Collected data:
=== Section Start ===

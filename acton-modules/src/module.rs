//! Module value types
//!
//! A module is identified by its [`Slug`] and carries a free-form property map.
//! Everything else about it (display name, directory, namespace) is derived from
//! the slug and configuration at the point of use and is never stored.

use crate::error::{RegistryError, RegistryResult};
use crate::naming::Naming;
use serde::{Deserialize, Serialize};
use serde_json::Value;
use std::cmp::Ordering;
use std::fmt;
use std::str::FromStr;

/// Free-form module properties as stored in the descriptor
pub type Properties = serde_json::Map<String, Value>;

/// Property holding a module's enabled flag
pub const ENABLED_KEY: &str = "enabled";

/// Separator between slug and key in module-scoped property names
pub const PROPERTY_SEPARATOR: &str = "::";

/// Normalised module identifier
///
/// Slugs are lower-case and identifier-safe: `[a-z][a-z0-9_]*`.
///
/// # Examples
///
/// ```
/// use acton_modules::module::Slug;
///
/// let slug = Slug::parse("  Blog ").unwrap();
/// assert_eq!(slug.as_str(), "blog");
/// assert_eq!(slug.name(), "Blog");
///
/// assert!(Slug::parse("my blog").is_err());
/// ```
#[derive(Debug, Clone, PartialEq, Eq, Hash, PartialOrd, Ord, Serialize, Deserialize)]
#[serde(try_from = "String", into = "String")]
pub struct Slug(String);

impl Slug {
    /// Normalise user input into a slug
    ///
    /// # Errors
    ///
    /// Returns [`RegistryError::InvalidSlug`] if the lower-cased input is empty,
    /// does not start with a letter, or contains characters other than ASCII
    /// letters, digits, and underscores. Underscores may only join words: a
    /// trailing underscore, a double underscore, or an underscore before a digit
    /// is rejected, since the studly directory name would drop it.
    pub fn parse(input: &str) -> RegistryResult<Self> {
        let normalized = input.trim().to_lowercase();

        let mut chars = normalized.chars();
        let valid_start = chars.next().is_some_and(|c| c.is_ascii_lowercase());
        let valid_rest = chars.all(|c| c.is_ascii_lowercase() || c.is_ascii_digit() || c == '_');
        let valid_words = normalized
            .split('_')
            .all(|word| word.chars().next().is_some_and(|c| c.is_ascii_lowercase()));

        if valid_start && valid_rest && valid_words {
            Ok(Self(normalized))
        } else {
            Err(RegistryError::InvalidSlug(input.to_string()))
        }
    }

    /// Slug as a string slice
    #[must_use]
    pub fn as_str(&self) -> &str {
        &self.0
    }

    /// Studly display name (`blog_posts` -> `BlogPosts`)
    #[must_use]
    pub fn name(&self) -> String {
        Naming::studly(&self.0)
    }
}

impl fmt::Display for Slug {
    fn fmt(&self, f: &mut fmt::Formatter<'_>) -> fmt::Result {
        f.write_str(&self.0)
    }
}

impl AsRef<str> for Slug {
    fn as_ref(&self) -> &str {
        &self.0
    }
}

impl FromStr for Slug {
    type Err = RegistryError;

    fn from_str(s: &str) -> Result<Self, Self::Err> {
        Self::parse(s)
    }
}

impl TryFrom<String> for Slug {
    type Error = RegistryError;

    fn try_from(value: String) -> Result<Self, Self::Error> {
        Self::parse(&value)
    }
}

impl From<Slug> for String {
    fn from(slug: Slug) -> Self {
        slug.0
    }
}

/// A registered module
#[derive(Debug, Clone, PartialEq, Serialize)]
pub struct Module {
    slug: Slug,
    properties: Properties,
}

impl Module {
    /// Create a module from its slug and stored properties
    #[must_use]
    pub const fn new(slug: Slug, properties: Properties) -> Self {
        Self { slug, properties }
    }

    /// Module slug
    #[must_use]
    pub const fn slug(&self) -> &Slug {
        &self.slug
    }

    /// Studly display name derived from the slug
    #[must_use]
    pub fn name(&self) -> String {
        self.slug.name()
    }

    /// All stored properties
    #[must_use]
    pub const fn properties(&self) -> &Properties {
        &self.properties
    }

    /// Consume the module, returning its properties
    #[must_use]
    pub fn into_properties(self) -> Properties {
        self.properties
    }

    /// A single stored property
    #[must_use]
    pub fn property(&self, key: &str) -> Option<&Value> {
        self.properties.get(key)
    }

    /// Enabled flag, `true` unless explicitly set to `false`
    #[must_use]
    pub fn is_enabled(&self) -> bool {
        enabled_flag(&self.properties)
    }
}

/// Resolve the enabled flag of a property map (absent or non-boolean means enabled)
#[must_use]
pub fn enabled_flag(properties: &Properties) -> bool {
    properties
        .get(ENABLED_KEY)
        .and_then(Value::as_bool)
        .unwrap_or(true)
}

/// Target of a `property` / `set_property` call
///
/// `"blog::enabled"` addresses the `enabled` key of module `blog`; a bare
/// `"default_locale"` addresses the backend's global settings.
#[derive(Debug, Clone, PartialEq, Eq)]
pub enum PropertyKey {
    /// Key inside one module's descriptor
    Module {
        /// Owning module
        slug: Slug,
        /// Property name
        key: String,
    },
    /// Key shared across all modules
    Global(String),
}

impl PropertyKey {
    /// Parse a property name
    ///
    /// # Errors
    ///
    /// Returns [`RegistryError::InvalidSlug`] if the part before `::` is not a
    /// valid slug.
    pub fn parse(property: &str) -> RegistryResult<Self> {
        match property.split_once(PROPERTY_SEPARATOR) {
            Some((slug, key)) => Ok(Self::Module {
                slug: Slug::parse(slug)?,
                key: key.to_string(),
            }),
            None => Ok(Self::Global(property.to_string())),
        }
    }

    /// Build a module-scoped key
    #[must_use]
    pub fn module(slug: &Slug, key: &str) -> String {
        format!("{slug}{PROPERTY_SEPARATOR}{key}")
    }
}

/// Comparable projection of a property value used for sorting
#[derive(Debug, PartialEq)]
enum SortKey<'a> {
    Bool(bool),
    Number(f64),
    Text(&'a str),
}

impl<'a> SortKey<'a> {
    fn of(value: Option<&'a Value>) -> Option<Self> {
        match value? {
            Value::Bool(b) => Some(Self::Bool(*b)),
            Value::Number(n) => n.as_f64().map(Self::Number),
            Value::String(s) => Some(Self::Text(s)),
            Value::Null | Value::Array(_) | Value::Object(_) => None,
        }
    }

    const fn rank(&self) -> u8 {
        match self {
            Self::Bool(_) => 0,
            Self::Number(_) => 1,
            Self::Text(_) => 2,
        }
    }

    fn compare(&self, other: &Self) -> Ordering {
        match (self, other) {
            (Self::Bool(a), Self::Bool(b)) => a.cmp(b),
            (Self::Number(a), Self::Number(b)) => a.total_cmp(b),
            (Self::Text(a), Self::Text(b)) => a.cmp(b),
            _ => self.rank().cmp(&other.rank()),
        }
    }
}

/// Stable sort by a property; missing and non-scalar values always sort last
pub fn sort_modules(modules: &mut [Module], key: &str, descending: bool) {
    modules.sort_by(|a, b| {
        match (SortKey::of(a.property(key)), SortKey::of(b.property(key))) {
            (Some(x), Some(y)) => {
                let ordering = x.compare(&y);
                if descending {
                    ordering.reverse()
                } else {
                    ordering
                }
            }
            (Some(_), None) => Ordering::Less,
            (None, Some(_)) => Ordering::Greater,
            (None, None) => Ordering::Equal,
        }
    });
}

#[cfg(test)]
mod tests {
    use super::*;
    use serde_json::json;

    fn module(slug: &str, properties: Value) -> Module {
        let Value::Object(map) = properties else {
            panic!("properties must be an object");
        };
        Module::new(Slug::parse(slug).unwrap(), map)
    }

    #[test]
    fn test_slug_normalisation() {
        assert_eq!(Slug::parse("Blog").unwrap().as_str(), "blog");
        assert_eq!(Slug::parse("user_profiles").unwrap().name(), "UserProfiles");
        assert_eq!(Slug::parse("cms2").unwrap().as_str(), "cms2");
    }

    #[test]
    fn test_invalid_slugs() {
        for input in ["", "   ", "2fa", "my blog", "my-blog", "blog/../etc", "_private"] {
            assert!(
                matches!(Slug::parse(input), Err(RegistryError::InvalidSlug(_))),
                "should reject: {input:?}"
            );
        }
    }

    #[test]
    fn test_slugs_that_would_share_a_directory() {
        for input in ["blog_", "a__b", "blog_2", "shop__"] {
            assert!(
                matches!(Slug::parse(input), Err(RegistryError::InvalidSlug(_))),
                "should reject: {input:?}"
            );
        }

        for input in ["a_b", "user_profiles", "v2_api", "blog2"] {
            assert!(Slug::parse(input).is_ok(), "should accept: {input:?}");
        }
        assert_eq!(Slug::parse("user_profiles").unwrap().name(), "UserProfiles");
    }

    #[test]
    fn test_enabled_defaults_to_true() {
        assert!(module("blog", json!({"name": "Blog"})).is_enabled());
        assert!(module("blog", json!({"enabled": true})).is_enabled());
        assert!(!module("blog", json!({"enabled": false})).is_enabled());
    }

    #[test]
    fn test_property_key_parsing() {
        assert_eq!(
            PropertyKey::parse("blog::enabled").unwrap(),
            PropertyKey::Module {
                slug: Slug::parse("blog").unwrap(),
                key: "enabled".into()
            }
        );
        assert_eq!(
            PropertyKey::parse("locale").unwrap(),
            PropertyKey::Global("locale".into())
        );
        assert!(PropertyKey::parse("Not A Slug::x").is_err());
        assert_eq!(PropertyKey::module(&Slug::parse("blog").unwrap(), "order"), "blog::order");
    }

    #[test]
    fn test_sort_missing_values_last() {
        let mut modules = vec![
            module("gamma", json!({})),
            module("beta", json!({"order": 2})),
            module("alpha", json!({"order": 1})),
            module("delta", json!({"order": [1, 2]})),
        ];

        sort_modules(&mut modules, "order", false);
        let slugs: Vec<_> = modules.iter().map(|m| m.slug().to_string()).collect();
        assert_eq!(slugs, ["alpha", "beta", "gamma", "delta"]);

        sort_modules(&mut modules, "order", true);
        let slugs: Vec<_> = modules.iter().map(|m| m.slug().to_string()).collect();
        assert_eq!(slugs[..2], ["beta", "alpha"]);
    }

    #[test]
    fn test_sort_is_stable() {
        let mut modules = vec![
            module("first", json!({"order": 1})),
            module("second", json!({"order": 1})),
            module("third", json!({"order": 0})),
        ];

        sort_modules(&mut modules, "order", false);
        let slugs: Vec<_> = modules.iter().map(|m| m.slug().to_string()).collect();
        assert_eq!(slugs, ["third", "first", "second"]);
    }
}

=== Section End ===

For every line above with the word "derived" in it, make a copy.

Answer section:
//! Everything else about it (display name, directory, namespace) is derived from
    /// Studly display name derived from the slug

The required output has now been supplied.